### Work required
Please copy out all lines of the entries that contain the word "Records".
** Opening Data for analysis block **
//! Parallel combinator: start many computations, join their outcomes.
//!
//! `from_parallel(inputs)` builds one computation that, when started, starts
//! every input (in input order, without waiting for any of them) and settles
//! under a first-rejection-wins / all-must-resolve policy.
//!
//! # Semantics
//!
//! ```text
//! from_parallel([c0, c1, .., cn-1]):
//!   n == 0              → Resolved([])            (synchronously)
//!   first ci to reject  → Rejected(that value)
//!   every ci resolves   → Resolved([v0, v1, .., vn-1])   (input order)
//! ```
//!
//! **Key property**: the aggregate settles exactly once per run. A latch in
//! the per-run accumulator turns every completion arriving after the first
//! terminal transition into a no-op. Those inputs keep running; only their
//! effect on the aggregate is suppressed. There is no cancellation.
//!
//! # Accumulator
//!
//! Each run allocates a fresh `ParallelState` behind a mutex. The slot
//! write, the remaining-count decrement and the latch check form one critical
//! section, so inputs settling concurrently on different threads cannot
//! double-settle the aggregate. A duplicate resolve from one input finds its
//! slot already filled and is ignored.
//!
//! The outer continuation is fired after the lock is released.

use std::sync::Arc;

use parking_lot::Mutex;

use crate::cbit::Cbit;
use crate::tracing_compat::{debug, trace};
use crate::types::{Continuation, Outcome};

/// Per-run accumulator for [`from_parallel`].
///
/// Owned by exactly one run of the aggregate; never shared across runs.
#[derive(Debug)]
pub(crate) struct ParallelState<T> {
    slots: Vec<Option<T>>,
    remaining: usize,
    completed: bool,
}

/// What the aggregate should do after an input reports.
#[derive(Debug, PartialEq, Eq)]
pub(crate) enum Transition<E, T> {
    /// Not terminal yet, or the report was discarded.
    Pending,
    /// The aggregate just became terminal with this outcome.
    Settle(Outcome<E, Vec<T>>),
}

impl<T> ParallelState<T> {
    /// Creates an accumulator sized for `inputs` computations.
    #[must_use]
    pub(crate) fn new(inputs: usize) -> Self {
        let mut slots = Vec::with_capacity(inputs);
        slots.resize_with(inputs, || None);
        Self {
            slots,
            remaining: inputs,
            completed: false,
        }
    }

    /// Whether the aggregate has already settled.
    #[cfg(test)]
    #[must_use]
    pub(crate) const fn is_completed(&self) -> bool {
        self.completed
    }

    /// How many inputs have yet to resolve.
    #[cfg(test)]
    #[must_use]
    pub(crate) const fn remaining(&self) -> usize {
        self.remaining
    }

    /// Records input `index` resolving with `value`.
    pub(crate) fn resolve<E>(&mut self, index: usize, value: T) -> Transition<E, T> {
        if self.completed {
            trace!(index, "late resolve discarded");
            return Transition::Pending;
        }
        let slot = &mut self.slots[index];
        if slot.is_some() {
            trace!(index, "duplicate resolve discarded");
            return Transition::Pending;
        }
        *slot = Some(value);
        self.remaining -= 1;
        if self.remaining > 0 {
            return Transition::Pending;
        }

        self.completed = true;
        let values = self.slots.drain(..).flatten().collect();
        debug!(index, "parallel run resolved");
        Transition::Settle(Outcome::Resolved(values))
    }

    /// Records input `index` rejecting with `value`.
    #[cfg_attr(not(feature = "tracing-integration"), allow(unused_variables))]
    pub(crate) fn reject<E>(&mut self, index: usize, value: E) -> Transition<E, T> {
        if self.completed {
            trace!(index, "late reject discarded");
            return Transition::Pending;
        }
        self.completed = true;
        self.slots.clear();
        debug!(index, "parallel run rejected");
        Transition::Settle(Outcome::Rejected(value))
    }
}

/// Joins independent computations into one.
///
/// When started, the result starts every input in order and:
/// - rejects with the value of the first input to reject, or
/// - resolves with every input's resolved value, at its input's index.
///
/// An empty input resolves synchronously with an empty `Vec`. Each run gets
/// its own accumulator, so the result can be started any number of times.
///
/// # Example
/// ```
/// use cbit::{from_parallel, settle_now, Cbit, Outcome};
///
/// let all: Cbit<&str, Vec<i32>> =
///     from_parallel(vec![Cbit::resolved(1), Cbit::resolved(2), Cbit::resolved(3)]);
/// assert_eq!(settle_now(&all).unwrap(), Outcome::Resolved(vec![1, 2, 3]));
///
/// let failed: Cbit<&str, Vec<i32>> =
///     from_parallel(vec![Cbit::resolved(1), Cbit::rejected("boom"), Cbit::resolved(3)]);
/// assert_eq!(settle_now(&failed).unwrap(), Outcome::Rejected("boom"));
/// ```
pub fn from_parallel<E, T, I>(cbits: I) -> Cbit<E, Vec<T>>
where
    E: Send + 'static,
    T: Send + 'static,
    I: IntoIterator<Item = Cbit<E, T>>,
{
    let cbits: Arc<[Cbit<E, T>]> = cbits.into_iter().collect();

    Cbit::new(move |reject: Continuation<E>, resolve: Continuation<Vec<T>>| {
        let inputs = cbits.len();
        debug!(inputs, "parallel run started");
        if inputs == 0 {
            resolve.call(Vec::new());
            return;
        }

        let state = Arc::new(Mutex::new(ParallelState::new(inputs)));
        for (index, cbit) in cbits.iter().enumerate() {
            let on_reject = {
                let state = Arc::clone(&state);
                let reject = reject.clone();
                let resolve = resolve.clone();
                Continuation::new(move |e| {
                    let transition = state.lock().reject(index, e);
                    settle(transition, &reject, &resolve);
                })
            };
            let on_resolve = {
                let state = Arc::clone(&state);
                let reject = reject.clone();
                let resolve = resolve.clone();
                Continuation::new(move |v| {
                    let transition = state.lock().resolve(index, v);
                    settle(transition, &reject, &resolve);
                })
            };
            cbit.run(on_reject, on_resolve);
        }
    })
}

fn settle<E, T>(
    transition: Transition<E, T>,
    reject: &Continuation<E>,
    resolve: &Continuation<Vec<T>>,
) {
    if let Transition::Settle(outcome) = transition {
        outcome.dispatch(reject, resolve);
    }
}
** Closing Data for analysis block **
### Output below
    /// Records input `index` resolving with `value`.
    /// Records input `index` rejecting with `value`.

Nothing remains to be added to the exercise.